僕が黙って差し出した腕を手に取り、八重子は嬉しそうに果物ナイフを握り締めた。
「ありがとう、瞬君。今から、わたしのこと、俊君の体に刻み付けてあげるからね……」
そして、彼女は「これはわたしがつけた傷。わたしが瞬君につけた傷」と呟きながら、僕の体に傷
を刻み始めたのだ。
この儀式は傷が癒えるたびに幾度も繰り返され、いつも唐突に終わった。
僕が泣いたり八重子が急に正気づいたり、切欠は様々だったが、いつだって終わり方自体は一緒だ。
「ごめん、ごめんね瞬君、わたし、なんてこと――!」
自分のしたことに初めて気付いたように取り乱す八重子を、僕が必死で慰める。しかし彼女は泣き
やまず、やがて疲れ果てたように眠ってしまう――その繰り返し。
眠る八重子の顔を見つめながら、僕はときどき考える。彼女は狂っているのだろうか、と。
そのたび、すぐに否定する。
(違う、彼女は狂ってなんかいない。お父さんのことで、少し疲れているだけなんだ)
だから、彼女を気違い扱いして病院に押し込もうだなんて、一度たりとも考えたことはない。

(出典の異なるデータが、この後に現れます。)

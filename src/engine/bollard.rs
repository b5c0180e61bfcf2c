// ABOUTME: Bollard-based engine client.
// ABOUTME: Connects over unix socket, plain TCP, or TCP with TLS, and maps engine errors.

use crate::config::{EndpointConfig, Scheme, Target};
use crate::endpoint::{ConfigSnafu, EndpointError, EngineSnafu};
use crate::engine::error::EngineError;
use crate::engine::traits::{ContainerOps, ImageOps, NetworkOps, RuntimeInfo, VolumeOps};
use crate::engine::types::{ContainerDescriptor, Document, EngineVersion, PortMapping, into_document};
use async_trait::async_trait;
use bollard::Docker;
use bollard::container::LogOutput;
use bollard::query_parameters::{
    CreateImageOptions, InspectContainerOptions, ListContainersOptions, ListImagesOptions,
    ListNetworksOptions, ListVolumesOptions, LogsOptions, RemoveContainerOptions,
    RemoveImageOptions, RestartContainerOptions, StartContainerOptions, StatsOptions,
    StopContainerOptions,
};
use chrono::DateTime;
use futures::StreamExt;
use serde::Serialize;
use serde_json::Value;
use snafu::ResultExt;

/// Client-side request timeout, in seconds.
const CONNECT_TIMEOUT_SECS: u64 = 120;

// =============================================================================
// Error Mapping Helpers
// =============================================================================

fn map_engine_error(e: bollard::errors::Error, subject: &str) -> EngineError {
    match e {
        bollard::errors::Error::DockerResponseServerError {
            status_code: 404,
            message,
        } => EngineError::NotFound(or_subject(message, subject)),
        bollard::errors::Error::DockerResponseServerError {
            status_code: 409,
            message,
        } => EngineError::Conflict(or_subject(message, subject)),
        // 304: start of a running container, stop of a stopped one
        bollard::errors::Error::DockerResponseServerError {
            status_code: 304, ..
        } => EngineError::Conflict(format!("{}: already in the requested state", subject)),
        bollard::errors::Error::DockerResponseServerError {
            status_code,
            message,
        } => EngineError::Engine(format!("{} (status {})", message, status_code)),
        other => EngineError::Transport(other.to_string()),
    }
}

fn or_subject(message: String, subject: &str) -> String {
    if message.is_empty() {
        subject.to_string()
    } else {
        message
    }
}

fn to_document<T: Serialize>(value: &T) -> Result<Document, EngineError> {
    serde_json::to_value(value)
        .map(into_document)
        .map_err(|e| EngineError::Engine(format!("failed to encode engine response: {}", e)))
}

/// Split `repo[:tag]` for the create-image call. Digests pass through untouched.
fn split_reference(reference: &str) -> (String, Option<String>) {
    if reference.contains('@') {
        return (reference.to_string(), None);
    }
    let last_segment = reference.rsplit('/').next().unwrap_or(reference);
    match last_segment.rfind(':') {
        Some(pos) => {
            let split_at = reference.len() - last_segment.len() + pos;
            (
                reference[..split_at].to_string(),
                Some(reference[split_at + 1..].to_string()),
            )
        }
        None => (reference.to_string(), Some("latest".to_string())),
    }
}

// =============================================================================
// BollardEngine
// =============================================================================

/// Engine client backed by bollard.
pub struct BollardEngine {
    client: Docker,
}

impl BollardEngine {
    /// Wrap an existing bollard client.
    pub fn new(client: Docker) -> Self {
        Self { client }
    }

    /// Build a client for the configured target.
    ///
    /// Unix sockets and plain TCP connect lazily, so success here does not
    /// mean the daemon is reachable. TLS material is read at this point.
    pub fn connect(config: &EndpointConfig) -> Result<Self, EndpointError> {
        let endpoint = config.resolved_name();

        let client = match (config.target(), config.tls()) {
            (Target::Socket(path), _) => Docker::connect_with_unix(
                &path.to_string_lossy(),
                CONNECT_TIMEOUT_SECS,
                bollard::API_DEFAULT_VERSION,
            ),
            (
                Target::Tcp {
                    scheme: Scheme::Http,
                    ..
                },
                Some(_),
            ) => {
                return Err(EndpointError::Config {
                    source: crate::config::ConfigError::TlsOverHttp { endpoint },
                });
            }
            (Target::Tcp { .. }, Some(tls)) => {
                tls.check_readable().context(ConfigSnafu)?;
                Docker::connect_with_ssl(
                    &config.docker_host(),
                    &tls.key,
                    &tls.cert,
                    &tls.ca,
                    CONNECT_TIMEOUT_SECS,
                    bollard::API_DEFAULT_VERSION,
                )
            }
            (
                Target::Tcp {
                    scheme: Scheme::Https,
                    ..
                },
                None,
            ) => {
                return Err(EndpointError::Config {
                    source: crate::config::ConfigError::TlsRequired { endpoint },
                });
            }
            (Target::Tcp { .. }, None) => Docker::connect_with_http(
                &config.docker_host(),
                CONNECT_TIMEOUT_SECS,
                bollard::API_DEFAULT_VERSION,
            ),
        }
        .map_err(|e| EngineError::Transport(e.to_string()))
        .context(EngineSnafu {
            endpoint: endpoint.clone(),
        })?;

        tracing::debug!(endpoint = %endpoint, host = %config.docker_host(), "engine client created");
        Ok(Self::new(client))
    }
}

#[async_trait]
impl RuntimeInfo for BollardEngine {
    async fn ping(&self) -> Result<EngineVersion, EngineError> {
        let version = self
            .client
            .version()
            .await
            .map_err(|e| map_engine_error(e, "version"))?;

        Ok(EngineVersion {
            version: version.version.unwrap_or_default(),
            api_version: version.api_version.unwrap_or_default(),
        })
    }
}

#[async_trait]
impl ContainerOps for BollardEngine {
    async fn list_containers(&self, all: bool) -> Result<Vec<ContainerDescriptor>, EngineError> {
        let opts = ListContainersOptions {
            all,
            ..Default::default()
        };

        let containers = self
            .client
            .list_containers(Some(opts))
            .await
            .map_err(|e| map_engine_error(e, "containers"))?;

        Ok(containers
            .into_iter()
            .map(|c| {
                let name = c
                    .names
                    .unwrap_or_default()
                    .first()
                    .map(|n| n.trim_start_matches('/').to_string())
                    .unwrap_or_default();

                let ports = c
                    .ports
                    .unwrap_or_default()
                    .into_iter()
                    .map(|p| PortMapping {
                        private_port: p.private_port,
                        public_port: p.public_port,
                        protocol: p
                            .typ
                            .map(|t| format!("{:?}", t).to_lowercase())
                            .unwrap_or_else(|| "tcp".to_string()),
                        ip: p.ip.filter(|ip| !ip.is_empty()),
                    })
                    .collect();

                ContainerDescriptor {
                    id: c.id.unwrap_or_default(),
                    name,
                    image: c.image.unwrap_or_default(),
                    state: c
                        .state
                        .map(|s| format!("{:?}", s).to_lowercase())
                        .unwrap_or_default(),
                    status: c.status.unwrap_or_default(),
                    ports,
                    created: c.created.and_then(|secs| DateTime::from_timestamp(secs, 0)),
                    endpoint: None,
                }
            })
            .collect())
    }

    async fn inspect_container(&self, id: &str) -> Result<Document, EngineError> {
        let details = self
            .client
            .inspect_container(id, None::<InspectContainerOptions>)
            .await
            .map_err(|e| map_engine_error(e, id))?;

        let mut doc = to_document(&details)?;
        if let Some(Value::String(name)) = doc.get_mut("Name") {
            *name = name.trim_start_matches('/').to_string();
        }
        Ok(doc)
    }

    async fn start_container(&self, id: &str) -> Result<(), EngineError> {
        self.client
            .start_container(id, None::<StartContainerOptions>)
            .await
            .map_err(|e| map_engine_error(e, id))
    }

    async fn stop_container(&self, id: &str) -> Result<(), EngineError> {
        self.client
            .stop_container(id, None::<StopContainerOptions>)
            .await
            .map_err(|e| map_engine_error(e, id))
    }

    async fn restart_container(&self, id: &str) -> Result<(), EngineError> {
        self.client
            .restart_container(id, None::<RestartContainerOptions>)
            .await
            .map_err(|e| map_engine_error(e, id))
    }

    async fn remove_container(&self, id: &str, force: bool) -> Result<(), EngineError> {
        let opts = RemoveContainerOptions {
            force,
            ..Default::default()
        };

        self.client
            .remove_container(id, Some(opts))
            .await
            .map_err(|e| map_engine_error(e, id))
    }

    async fn container_logs(&self, id: &str, tail: u64) -> Result<String, EngineError> {
        let opts = LogsOptions {
            stdout: true,
            stderr: true,
            tail: tail.to_string(),
            ..Default::default()
        };

        let mut stream = Box::pin(self.client.logs(id, Some(opts)));
        let mut text = String::new();
        while let Some(item) = stream.next().await {
            match item.map_err(|e| map_engine_error(e, id))? {
                LogOutput::StdOut { message }
                | LogOutput::StdErr { message }
                | LogOutput::StdIn { message }
                | LogOutput::Console { message } => {
                    text.push_str(&String::from_utf8_lossy(&message));
                }
            }
        }
        Ok(text)
    }

    async fn container_stats(&self, id: &str) -> Result<Document, EngineError> {
        let opts = StatsOptions {
            stream: false,
            one_shot: false,
            ..Default::default()
        };

        let mut stream = Box::pin(self.client.stats(id, Some(opts)));
        match stream.next().await {
            Some(Ok(sample)) => to_document(&sample),
            Some(Err(e)) => Err(map_engine_error(e, id)),
            None => Err(EngineError::NotFound(id.to_string())),
        }
    }
}

#[async_trait]
impl ImageOps for BollardEngine {
    async fn list_images(&self) -> Result<Vec<Document>, EngineError> {
        let images = self
            .client
            .list_images(None::<ListImagesOptions>)
            .await
            .map_err(|e| map_engine_error(e, "images"))?;

        images.iter().map(to_document).collect()
    }

    async fn pull_image(&self, reference: &str) -> Result<(), EngineError> {
        let (from_image, tag) = split_reference(reference);
        let opts = CreateImageOptions {
            from_image: Some(from_image),
            tag,
            ..Default::default()
        };

        // Pull returns a stream of progress updates - consume it
        let mut stream = self.client.create_image(Some(opts), None, None);
        while let Some(result) = stream.next().await {
            result.map_err(|e| map_engine_error(e, reference))?;
        }

        Ok(())
    }

    async fn remove_image(&self, id: &str, force: bool) -> Result<(), EngineError> {
        let opts = RemoveImageOptions {
            force,
            ..Default::default()
        };

        self.client
            .remove_image(id, Some(opts), None)
            .await
            .map_err(|e| map_engine_error(e, id))?;

        Ok(())
    }
}

#[async_trait]
impl NetworkOps for BollardEngine {
    async fn list_networks(&self) -> Result<Vec<Document>, EngineError> {
        let networks = self
            .client
            .list_networks(None::<ListNetworksOptions>)
            .await
            .map_err(|e| map_engine_error(e, "networks"))?;

        networks.iter().map(to_document).collect()
    }
}

#[async_trait]
impl VolumeOps for BollardEngine {
    async fn list_volumes(&self) -> Result<Vec<Document>, EngineError> {
        let response = self
            .client
            .list_volumes(None::<ListVolumesOptions>)
            .await
            .map_err(|e| map_engine_error(e, "volumes"))?;

        response
            .volumes
            .unwrap_or_default()
            .iter()
            .map(to_document)
            .collect()
    }
}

状況に終わりが見えないことは事実だ。彼女はこんな状態でも優しさを失っていないらしく、僕の
皮膚は本当に薄く切り裂かれるだけ。一生消えない傷跡なんていつまで経っても刻まれないし、それ
故すぐに消えて、元通りになってしまう。
僕の腕に傷がついている間は、八重子は落ち着いていた。だが、傷が消えるとすぐに不安定になり、
また僕の腕を取って儀式をやり直すのだ。
そんなことを、もうずっと繰り返している。終わりなんて、見えない。
「やだ、瞬君」
不意に、八重子の閉じられた目蓋から涙が零れ落ちた。
「忘れないで。わたしのこと、忘れないで、お願い」
僕は眠りながら苦しむ八重子の手を、ぎゅっと握り締める。その腕には、八重子が刻んだ無数の薄
い傷跡がある。おそらく、
一週間も経つころにはすっかり消えてしまう切り傷だ。
(僕は大丈夫だよ、八重子)
声には出さずに、語りかける。
(もっと深い傷を刻んでくれたって、大丈夫だ。それで君が安心できるって言うなら、いくらでも痛
みを受け入れる)
言えば逆に八重子を躊躇わせ、苦しめることになるだろう。
だから僕は、この思いを押し込めたまま、ただ時を待つのだ。
彼女が本当に僕の腕を深く抉り、傷と共に自分の存在をも刻み付けられたと確信できる、そのときまで。
窓の向こうに目を向ける。闇は深く暗く、夜明けはまだ遠いようだった。